The time taken to execute DFT code in NUCLEO-F207 was 8700 micro seconds.

The time taken to execute the same code in NUCLEO-F767 is 65000 micro seconds.

FPU(Floating point unit) is enabled for NUCELO-F767 board 

Hardware and softwares are completely same for both the boards

How is it happening what is the potential cause ?

    This topic has been closed for replies.
    Best answer by mƎALLEm

    Hello,

    I don't know about that Zephyr environment. 

    But you need to refer to our documentation: Especially the AN4667 "STM32F7 Series system architecture and performance".

    In the HAL examples, to enable the data and the instruction cache:

    static void CPU_CACHE_Enable(void)
    {
     /* Enable I-Cache */
     SCB_EnableICache();
    
     /* Enable D-Cache */
     SCB_EnableDCache();
    }

     For ART it is enabled in HAL_Init():

    HAL_StatusTypeDef HAL_Init(void)
    {
     /* Configure Instruction cache through ART accelerator */ 
    #if (ART_ACCELERATOR_ENABLE != 0)
     __HAL_FLASH_ART_ENABLE();
    #endif /* ART_ACCELERATOR_ENABLE */

      So you need to check in the Zephyr environment where to enable all these features.

    3 replies

    Super User
    April 3, 2025

    @Shubhamkeshari wrote:

    Hardware and softwares are completely same for both the boards


    Hardly: they are different MCUs Cortex-M3 and -M7!

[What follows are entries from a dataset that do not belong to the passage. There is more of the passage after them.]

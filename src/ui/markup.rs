//! Markup node tree and HTML serialisation.
//!
//! Components build [`Node`] trees out of [`Element`]s and text. The tree is
//! plain data: it can be inspected in tests (attributes, classes, children)
//! and rendered to an HTML string for the host page.

use std::fmt::{self, Write as _};

/// Elements that never carry children or a closing tag.
const VOID_TAGS: &[&str] = &["br", "hr", "img", "input", "link", "meta"];

/// Elements whose body is emitted verbatim.
const RAW_TEXT_TAGS: &[&str] = &["script", "style"];

/// A single attribute value.
#[derive(Debug, Clone, PartialEq, Eq)]
pub enum AttrValue {
    /// `name="value"`.
    Text(String),
    /// Bare boolean attribute (`required`, `disabled`).
    Flag,
}

/// An HTML element with ordered attributes and children.
#[derive(Debug, Clone, PartialEq, Eq)]
pub struct Element {
    tag: &'static str,
    attrs: Vec<(String, AttrValue)>,
    children: Vec<Node>,
}

/// A node in the markup tree.
#[derive(Debug, Clone, PartialEq, Eq, Default)]
pub enum Node {
    /// An element.
    Element(Element),
    /// Escaped text.
    Text(String),
    /// Sibling nodes without a wrapper.
    Fragment(Vec<Node>),
    /// Renders nothing.
    #[default]
    Empty,
}

/// Start building an element.
#[must_use]
pub fn el(tag: &'static str) -> Element {
    Element::new(tag)
}

/// Join class fragments with single spaces, skipping empty ones.
///
/// Each fragment may itself hold several classes; surrounding whitespace is
/// trimmed so `merge_classes(&["a", " ", "b c"])` yields `"a b c"`.
#[must_use]
pub fn merge_classes(parts: &[&str]) -> String {
    parts
        .iter()
        .map(|p| p.trim())
        .filter(|p| !p.is_empty())
        .collect::<Vec<_>>()
        .join(" ")
}

/// Append a caller style after a component's own declarations.
#[must_use]
pub fn join_style(base: &str, extra: &str) -> String {
    format!("{} {}", base.trim(), extra.trim()).trim().to_string()
}

impl Element {
    /// Create an empty element.
    #[must_use]
    pub fn new(tag: &'static str) -> Self {
        Self {
            tag,
            attrs: Vec::new(),
            children: Vec::new(),
        }
    }

    /// Set an attribute, replacing any previous value under the same name.
    #[must_use]
    pub fn attr(mut self, name: impl Into<String>, value: impl Into<String>) -> Self {
        self.set(name.into(), AttrValue::Text(value.into()));
        self
    }

    /// Set an attribute only when `value` is `Some`.
    #[must_use]
    pub fn attr_opt(self, name: impl Into<String>, value: Option<impl Into<String>>) -> Self {
        match value {
            Some(v) => self.attr(name, v),
            None => self,
        }
    }

    /// Set a bare boolean attribute when `on` is true.
    #[must_use]
    pub fn flag(mut self, name: impl Into<String>, on: bool) -> Self {
        if on {
            self.set(name.into(), AttrValue::Flag);
        }
        self
    }

    /// Set the `class` attribute. Empty input leaves the element unchanged.
    #[must_use]
    pub fn class(self, classes: impl Into<String>) -> Self {
        let classes = classes.into();
        if classes.trim().is_empty() {
            self
        } else {
            self.attr("class", classes)
        }
    }

    /// Set the `style` attribute. Empty input leaves the element unchanged.
    #[must_use]
    pub fn style(self, style: impl Into<String>) -> Self {
        let style = style.into();
        if style.trim().is_empty() {
            self
        } else {
            self.attr("style", style)
        }
    }

    /// Append one child. [`Node::Empty`] children are dropped.
    #[must_use]
    pub fn child(mut self, node: impl Into<Node>) -> Self {
        let node = node.into();
        if !matches!(node, Node::Empty) {
            self.children.push(node);
        }
        self
    }

    /// Append several children.
    #[must_use]
    pub fn children<I, N>(self, nodes: I) -> Self
    where
        I: IntoIterator<Item = N>,
        N: Into<Node>,
    {
        nodes.into_iter().fold(self, |e, n| e.child(n))
    }

    fn set(&mut self, name: String, value: AttrValue) {
        if let Some(slot) = self.attrs.iter_mut().find(|(n, _)| *n == name) {
            slot.1 = value;
        } else {
            self.attrs.push((name, value));
        }
    }

    /// Tag name.
    #[must_use]
    pub fn tag(&self) -> &'static str {
        self.tag
    }

    /// Text value of an attribute. Flags report as `Some("")`.
    #[must_use]
    pub fn get_attr(&self, name: &str) -> Option<&str> {
        self.attrs
            .iter()
            .find(|(n, _)| n == name)
            .map(|(_, v)| match v {
                AttrValue::Text(s) => s.as_str(),
                AttrValue::Flag => "",
            })
    }

    /// Whether a boolean attribute is present.
    #[must_use]
    pub fn has_flag(&self, name: &str) -> bool {
        self.attrs
            .iter()
            .any(|(n, v)| n == name && *v == AttrValue::Flag)
    }

    /// Individual classes from the `class` attribute.
    pub fn classes(&self) -> impl Iterator<Item = &str> {
        self.get_attr("class").unwrap_or("").split_whitespace()
    }

    /// Whether the element carries `class`.
    #[must_use]
    pub fn has_class(&self, class: &str) -> bool {
        self.classes().any(|c| c == class)
    }

    /// Direct children.
    #[must_use]
    pub fn child_nodes(&self) -> &[Node] {
        &self.children
    }

    /// Direct element children, flattening fragments.
    pub fn child_elements(&self) -> impl Iterator<Item = &Element> {
        self.children.iter().flat_map(Node::top_elements)
    }
}

impl Node {
    /// Text node.
    #[must_use]
    pub fn text(text: impl Into<String>) -> Self {
        Self::Text(text.into())
    }

    /// Render the tree as HTML.
    #[must_use]
    pub fn render(&self) -> String {
        self.to_string()
    }

    /// The element if this node is one.
    #[must_use]
    pub fn as_element(&self) -> Option<&Element> {
        match self {
            Self::Element(e) => Some(e),
            _ => None,
        }
    }

    fn top_elements(&self) -> Vec<&Element> {
        match self {
            Self::Element(e) => vec![e],
            Self::Fragment(nodes) => nodes.iter().flat_map(Node::top_elements).collect(),
            Self::Text(_) | Self::Empty => Vec::new(),
        }
    }

    /// Every element in the tree, depth first, including this one.
    #[must_use]
    pub fn descendants(&self) -> Vec<&Element> {
        let mut out = Vec::new();
        self.collect(&mut out);
        out
    }

    fn collect<'a>(&'a self, out: &mut Vec<&'a Element>) {
        match self {
            Self::Element(e) => {
                out.push(e);
                for c in &e.children {
                    c.collect(out);
                }
            }
            Self::Fragment(nodes) => {
                for n in nodes {
                    n.collect(out);
                }
            }
            Self::Text(_) | Self::Empty => {}
        }
    }

    /// Every element carrying `class`.
    #[must_use]
    pub fn find_by_class(&self, class: &str) -> Vec<&Element> {
        self.descendants()
            .into_iter()
            .filter(|e| e.has_class(class))
            .collect()
    }

    /// Every element with tag `tag`.
    #[must_use]
    pub fn find_by_tag(&self, tag: &str) -> Vec<&Element> {
        self.descendants()
            .into_iter()
            .filter(|e| e.tag == tag)
            .collect()
    }

    /// Concatenated text content.
    #[must_use]
    pub fn text_content(&self) -> String {
        let mut out = String::new();
        self.push_text(&mut out);
        out
    }

    fn push_text(&self, out: &mut String) {
        match self {
            Self::Text(t) => out.push_str(t),
            Self::Element(e) => {
                for c in &e.children {
                    c.push_text(out);
                }
            }
            Self::Fragment(nodes) => {
                for n in nodes {
                    n.push_text(out);
                }
            }
            Self::Empty => {}
        }
    }

    fn write_html(&self, out: &mut String, raw: bool) {
        match self {
            Self::Text(t) if raw => out.push_str(t),
            Self::Text(t) => escape_into(out, t, false),
            Self::Element(e) => e.write_html(out),
            Self::Fragment(nodes) => {
                for n in nodes {
                    n.write_html(out, raw);
                }
            }
            Self::Empty => {}
        }
    }
}

impl Element {
    fn write_html(&self, out: &mut String) {
        out.push('<');
        out.push_str(self.tag);
        for (name, value) in &self.attrs {
            out.push(' ');
            out.push_str(name);
            if let AttrValue::Text(v) = value {
                out.push_str("=\"");
                escape_into(out, v, true);
                out.push('"');
            }
        }
        out.push('>');
        if VOID_TAGS.contains(&self.tag) {
            return;
        }
        let raw = RAW_TEXT_TAGS.contains(&self.tag);
        for child in &self.children {
            child.write_html(out, raw);
        }
        let _ = write!(out, "</{}>", self.tag);
    }
}

fn escape_into(out: &mut String, text: &str, attribute: bool) {
    for ch in text.chars() {
        match ch {
            '&' => out.push_str("&amp;"),
            '<' => out.push_str("&lt;"),
            '>' => out.push_str("&gt;"),
            '"' if attribute => out.push_str("&quot;"),
            _ => out.push(ch),
        }
    }
}

impl fmt::Display for Node {
    fn fmt(&self, f: &mut fmt::Formatter<'_>) -> fmt::Result {
        let mut out = String::new();
        self.write_html(&mut out, false);
        f.write_str(&out)
    }
}

impl From<Element> for Node {
    fn from(e: Element) -> Self {
        Self::Element(e)
    }
}

impl From<&str> for Node {
    fn from(s: &str) -> Self {
        Self::Text(s.to_string())
    }
}

impl From<String> for Node {
    fn from(s: String) -> Self {
        Self::Text(s)
    }
}

impl From<&String> for Node {
    fn from(s: &String) -> Self {
        Self::Text(s.clone())
    }
}

impl<T: Into<Node>> From<Option<T>> for Node {
    fn from(opt: Option<T>) -> Self {
        opt.map_or(Self::Empty, Into::into)
    }
}

impl From<Vec<Node>> for Node {
    fn from(nodes: Vec<Node>) -> Self {
        Self::Fragment(nodes)
    }
}

#[cfg(test)]
mod tests {
    use super::*;

    #[test]
    fn test_merge_classes_skips_empty() {
        assert_eq!(merge_classes(&["a", "", "  ", "b c"]), "a b c");
        assert_eq!(merge_classes(&[]), "");
    }

    #[test]
    fn test_join_style() {
        assert_eq!(join_style("height: 1px;", ""), "height: 1px;");
        assert_eq!(
            join_style("height: 1px;", "color: red;"),
            "height: 1px; color: red;"
        );
    }

    #[test]
    fn test_render_escapes_text_and_attributes() {
        let node: Node = el("div")
            .attr("title", "a \"quoted\" <tag>")
            .child("1 < 2 & 3")
            .into();
        assert_eq!(
            node.render(),
            r#"<div title="a &quot;quoted&quot; &lt;tag&gt;">1 &lt; 2 &amp; 3</div>"#
        );
    }

    #[test]
    fn test_void_and_raw_elements() {
        let input: Node = el("input").attr("type", "text").flag("required", true).into();
        assert_eq!(input.render(), r#"<input type="text" required>"#);

        let script: Node = el("script").child("if (a < b) {}").into();
        assert_eq!(script.render(), "<script>if (a < b) {}</script>");
    }

    #[test]
    fn test_empty_children_and_attrs_are_dropped() {
        let node: Node = el("div")
            .class("")
            .style("  ")
            .child(Node::Empty)
            .child(None::<Element>)
            .into();
        assert_eq!(node.render(), "<div></div>");
    }

    #[test]
    fn test_attr_replaces_previous_value() {
        let e = el("a").attr("href", "#").attr("href", "/x");
        assert_eq!(e.get_attr("href"), Some("/x"));
        let node: Node = e.into();
        assert_eq!(node.render(), r#"<a href="/x"></a>"#);
    }

    #[test]
    fn test_queries() {
        let node: Node = el("div")
            .class("outer")
            .child(el("span").class("inner x").child("hi"))
            .child(Node::Fragment(vec![el("span").class("inner").into()]))
            .into();
        assert_eq!(node.find_by_class("inner").len(), 2);
        assert_eq!(node.find_by_tag("span").len(), 2);
        assert_eq!(node.text_content(), "hi");
        assert_eq!(node.as_element().unwrap().child_elements().count(), 2);
    }
}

    Are you sure that the optimisation level is the same on both?

    What about clocking?

     


    @Shubhamkeshari wrote:

    FPU(Floating point unit) is enabled for NUCELO-F767 board 


    So what happens if you disable it?

    Visitor II
    April 3, 2025

    Are you sure that the optimisation level is the same on both?

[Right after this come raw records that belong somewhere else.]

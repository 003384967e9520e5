use axum::{
    Json, Router,
    extract::{Path, State},
    http::StatusCode,
    response::Html,
    routing::get,
};
use std::sync::Arc;

use tower_http::trace::TraceLayer;

use tracing::info;

use crate::AppState;
use crate::config::AppConfig;
use crate::defaults::{DefaultsRegistry, DefaultsTable};
use crate::error::ConfigurationError;
use crate::host::HostApp;
use crate::setup::{Setup, default_asset_dir, mount_path};
use crate::ui::{catalog, page};

/// Paths served by the showcase itself; the static mount may not take them.
pub const SHOWCASE_ROUTES: [&str; 3] = ["/", "/components", "/api/defaults"];

fn check_mount_path(static_url: &str) -> Result<(), ConfigurationError> {
    let path = mount_path(static_url);
    let conflict = SHOWCASE_ROUTES.iter().find(|route| {
        path == **route || (**route != "/" && path.starts_with(&format!("{route}/")))
    });
    match conflict {
        Some(&route) => Err(ConfigurationError::RouteConflict { path, route }),
        None => Ok(()),
    }
}

/// Build the host for `config`: base styles first, then the community setup.
///
/// Fails with [`ConfigurationError::RouteConflict`] when `static_url` would
/// shadow a showcase route.
pub fn build_host(config: &AppConfig) -> Result<HostApp, ConfigurationError> {
    check_mount_path(&config.community.static_url)?;

    let mut host = HostApp::new();
    if config.community.pwa_mode {
        host.enable_pwa();
    }
    host.attach_base_styles(config.community.base_styles_url.as_str());

    let asset_dir = config
        .community
        .asset_dir
        .clone()
        .unwrap_or_else(default_asset_dir);
    Setup::new()
        .static_url(config.community.static_url.as_str())
        .pwa_mode(config.community.pwa_mode)
        .asset_dir(asset_dir)
        .apply(&mut host)?;
    Ok(host)
}

/// Build the showcase router: pages, the defaults API and the static mounts.
pub fn build_app(
    config: Arc<AppConfig>,
    defaults: DefaultsRegistry,
) -> Result<Router, ConfigurationError> {
    let host = build_host(&config)?;

    let state = AppState {
        defaults,
        head: Arc::new(host.head_nodes()),
        config,
    };

    Ok(Router::new()
        .route("/", get(showcase))
        .route("/components", get(api_components))
        .route("/components/{name}", get(component))
        .route("/api/defaults", get(api_defaults))
        .with_state(state)
        .merge(host.router::<()>())
        .layer(TraceLayer::new_for_http()))
}

/// Start the Axum server with the provided configuration.
pub async fn start_server(config: Arc<AppConfig>) -> anyhow::Result<()> {
    let defaults = DefaultsRegistry::new();
    defaults.extend(config.defaults.clone());
    info!(
        name: "community.defaults.seeded",
        components = config.defaults.len(),
        "Component defaults loaded from configuration"
    );

    let app = build_app(Arc::clone(&config), defaults)?;

    let addr = format!("{}:{}", config.server.host, config.server.port);
    let listener = tokio::net::TcpListener::bind(&addr).await?;

    info!(
        name: "server.started",
        address = %addr,
        static_url = %config.community.static_url,
        "Server started"
    );

    axum::serve(listener, app.into_make_service()).await?;
    Ok(())
}

// ─────────────────────────────────────────────────────────────────────────────
// Handlers
// ─────────────────────────────────────────────────────────────────────────────

/// GET / - Every component on one page.
async fn showcase(State(state): State<AppState>) -> Html<String> {
    Html(page::showcase_page(
        &state.head,
        &state.defaults,
        &state.config.community.static_url,
    ))
}

/// GET /components - Component names.
async fn api_components() -> Json<Vec<&'static str>> {
    Json(catalog::names())
}

/// GET /components/{name} - A single component demo.
async fn component(
    State(state): State<AppState>,
    Path(name): Path<String>,
) -> Result<Html<String>, StatusCode> {
    page::component_page(&name, &state.head, &state.defaults)
        .map(Html)
        .ok_or(StatusCode::NOT_FOUND)
}

/// GET /api/defaults - The live defaults table.
async fn api_defaults(State(state): State<AppState>) -> Json<DefaultsTable> {
    let table = state
        .defaults
        .list()
        .into_iter()
        .map(|name| {
            let options = state.defaults.get(&name);
            (name, options)
        })
        .collect();
    Json(table)
}

#[cfg(test)]
mod tests {
    use super::*;

    #[test]
    fn test_check_mount_path() {
        assert!(check_mount_path("/community-static").is_ok());
        assert!(check_mount_path("/api").is_ok());
        assert!(check_mount_path("/components-static").is_ok());

        for url in ["/", "", "/components", "components/", "/components/x", "/api/defaults"] {
            assert!(
                matches!(
                    check_mount_path(url),
                    Err(ConfigurationError::RouteConflict { .. })
                ),
                "{url}"
            );
        }
    }
}
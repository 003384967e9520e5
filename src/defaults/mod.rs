//! Component defaults registry.
//!
//! Every component resolves its optional parameters with the precedence
//! explicit value > registry default > hardcoded fallback. The registry holds
//! the middle tier: a table from component name to an option map, seeded
//! from a built-in snapshot and adjustable at bootstrap.
//!
//! # Architecture
//!
//! - [`OptionValue`]: a string, integer, float or boolean option value
//! - [`DefaultsRegistry`]: shared handle over the mutable table
//! - [`Resolver`]: per-component view applying the three-tier precedence
//!
//! # Example
//!
//! ```rust
//! use community_ui::defaults::{DefaultsRegistry, OptionValue};
//!
//! let defaults = DefaultsRegistry::empty();
//! defaults.set("Widget", [("size", "10px")]);
//! defaults.set("Widget", [("color", "red")]);
//!
//! let widget = defaults.get("Widget");
//! assert_eq!(widget["size"], OptionValue::from("10px"));
//! assert_eq!(widget.len(), 2);
//!
//! defaults.reset();
//! assert!(defaults.get("Widget").is_empty());
//! ```

mod registry;
mod resolve;
mod value;

pub use registry::{DefaultsRegistry, DefaultsTable, OptionMap, builtin_defaults};
pub use resolve::{FromOptionValue, Resolver};
pub use value::OptionValue;
use std::sync::Arc;

use axum::body::{Body, to_bytes};
use axum::http::{Request, StatusCode};
use axum_test::TestServer;
use community_ui::config::{AppConfig, CommunityConfig, ServerConfig};
use community_ui::defaults::{DefaultsRegistry, DefaultsTable};
use community_ui::error::ConfigurationError;
use community_ui::host::DEFAULT_BASE_STYLES_URL;
use community_ui::server::{build_app, build_host};
use community_ui::setup::DEFAULT_STATIC_URL;
use tower::ServiceExt;

fn test_config(pwa_mode: bool) -> AppConfig {
    config_with_static_url(DEFAULT_STATIC_URL, pwa_mode)
}

fn config_with_static_url(static_url: &str, pwa_mode: bool) -> AppConfig {
    AppConfig {
        server: ServerConfig {
            port: 0,
            host: "127.0.0.1".to_string(),
        },
        community: CommunityConfig {
            static_url: static_url.to_string(),
            pwa_mode,
            base_styles_url: DEFAULT_BASE_STYLES_URL.to_string(),
            asset_dir: None,
        },
        defaults: DefaultsTable::new(),
    }
}

fn test_server(defaults: DefaultsRegistry) -> TestServer {
    let app = build_app(Arc::new(test_config(false)), defaults).unwrap();
    TestServer::new(app).unwrap()
}

#[tokio::test]
async fn test_showcase_page_renders_every_component() {
    let server = test_server(DefaultsRegistry::new());

    let response = server.get("/").await;
    response.assert_status_ok();

    let page = response.text();
    assert!(page.contains(DEFAULT_BASE_STYLES_URL));
    assert!(page.contains(r#"href="/community-static/css/cards.css""#));
    assert!(page.contains("<code>/community-static</code>"));
    for name in ["FlipCard", "RingLoader", "MegaMenuNavbar", "TagInput", "ParallaxSection"] {
        assert!(page.contains(&format!(r#"<section id="{name}""#)), "{name}");
    }
}

#[tokio::test]
async fn test_serves_packaged_stylesheets() {
    let server = test_server(DefaultsRegistry::new());

    let response = server.get("/community-static/css/cards.css").await;
    response.assert_status_ok();
    assert!(response.text().contains(".fs-comm-flip-card"));

    server
        .get("/community-static/css/missing.css")
        .await
        .assert_status(StatusCode::NOT_FOUND);
}

#[tokio::test]
async fn test_component_page_and_unknown_name() {
    let server = test_server(DefaultsRegistry::new());

    let response = server.get("/components/DotsLoader").await;
    response.assert_status_ok();
    assert!(response.text().contains("fs-comm-dots-loader"));

    server
        .get("/components/Nope")
        .await
        .assert_status(StatusCode::NOT_FOUND);
}

#[tokio::test]
async fn test_pages_follow_live_defaults() {
    let defaults = DefaultsRegistry::new();
    let server = test_server(defaults.clone());

    defaults.set("RingLoader", [("size", "7rem")]);
    let page = server.get("/components/RingLoader").await.text();
    assert!(page.contains("width: 7rem; height: 7rem;"));

    let table: serde_json::Value = server.get("/api/defaults").await.json();
    assert_eq!(table["RingLoader"]["size"], "7rem");
    assert_eq!(table["PolygonLoader"]["sides"], 6);
}

#[tokio::test]
async fn test_component_names_endpoint() {
    let app = build_app(Arc::new(test_config(false)), DefaultsRegistry::new()).unwrap();

    let response = app
        .oneshot(
            Request::builder()
                .uri("/components")
                .body(Body::empty())
                .unwrap(),
        )
        .await
        .unwrap();
    assert_eq!(response.status(), StatusCode::OK);

    let body = to_bytes(response.into_body(), usize::MAX).await.unwrap();
    let names: Vec<String> = serde_json::from_slice(&body).unwrap();
    assert!(names.contains(&"FlipCard".to_string()));
    assert!(names.windows(2).all(|w| w[0] < w[1]));
}

#[test]
fn test_build_host_with_pwa() {
    let host = build_host(&test_config(true)).unwrap();
    assert_eq!(host.headers().len(), 6);
    assert_eq!(host.cache_urls().unwrap().len(), 5);
}

#[test]
fn test_build_host_with_missing_asset_dir() {
    let mut config = test_config(false);
    config.community.asset_dir = Some("/definitely/not/here".into());
    let err = build_host(&config).unwrap_err();
    assert!(matches!(err, ConfigurationError::StaticDirMissing { .. }));
}

#[test]
fn test_static_url_on_showcase_route_is_rejected() {
    for static_url in ["/components", "/components/", "/api/defaults", "/"] {
        let config = Arc::new(config_with_static_url(static_url, false));
        let result = std::panic::catch_unwind(|| build_app(config, DefaultsRegistry::new()));
        let err = result
            .unwrap_or_else(|_| panic!("building the router panicked for {static_url}"))
            .unwrap_err();
        assert!(
            matches!(err, ConfigurationError::RouteConflict { .. }),
            "{static_url}: {err}"
        );
    }
}

#[tokio::test]
async fn test_static_url_beside_showcase_routes() {
    let config = Arc::new(config_with_static_url("/api", false));
    let app = build_app(config, DefaultsRegistry::new()).unwrap();
    let server = TestServer::new(app).unwrap();

    server.get("/api/css/cards.css").await.assert_status_ok();
    server.get("/api/defaults").await.assert_status_ok();
}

    - Yes same optimization level is maintained

     

    What about clocking?

    - NUCLEO-F767

    &clk_hse {

    hse-bypass;

    clock-frequency = <DT_FREQ_M(8)>; /* STLink 8MHz clock */

    status = "okay";

    };

     

    &pll {

    div-m = <4>;

    mul-n = <216>;

    div-p = <2>;

    div-q = <9>;

    clocks = <&clk_hse>;

    status = "okay";

    };

     

    &rcc {

    clocks = <&pll>;

    clock-frequency = <DT_FREQ_M(216)>;

    ahb-prescaler = <1>;

    apb1-prescaler = <4>;

    apb2-prescaler = <2>;

    };

     

    - NUCLEO-F207

    &clk_hse {
    hse-bypass;
    clock-frequency = <DT_FREQ_M(8)>; /* STLink 8MHz clock */
    status = "okay";
    };

    &pll {
    div-m = <8>;
    mul-n = <240>;
    div-p = <2>;
    div-q = <5>;
    clocks = <&clk_hse>;
    status = "okay";
    };

    &rcc {
    clocks = <&pll>;
    clock-frequency = <DT_FREQ_M(120)>;
    ahb-prescaler = <1>;
    apb1-prescaler = <4>;
    apb2-prescaler = <2>;
    };

     

    If I disable the floating point unit in NUCLEO-F767 the delay increases

    Super User
    April 3, 2025
    Technical Moderator
    April 3, 2025

    Hello,

    As you are measuring the exec duration based on the time, need to check the System frequency first. 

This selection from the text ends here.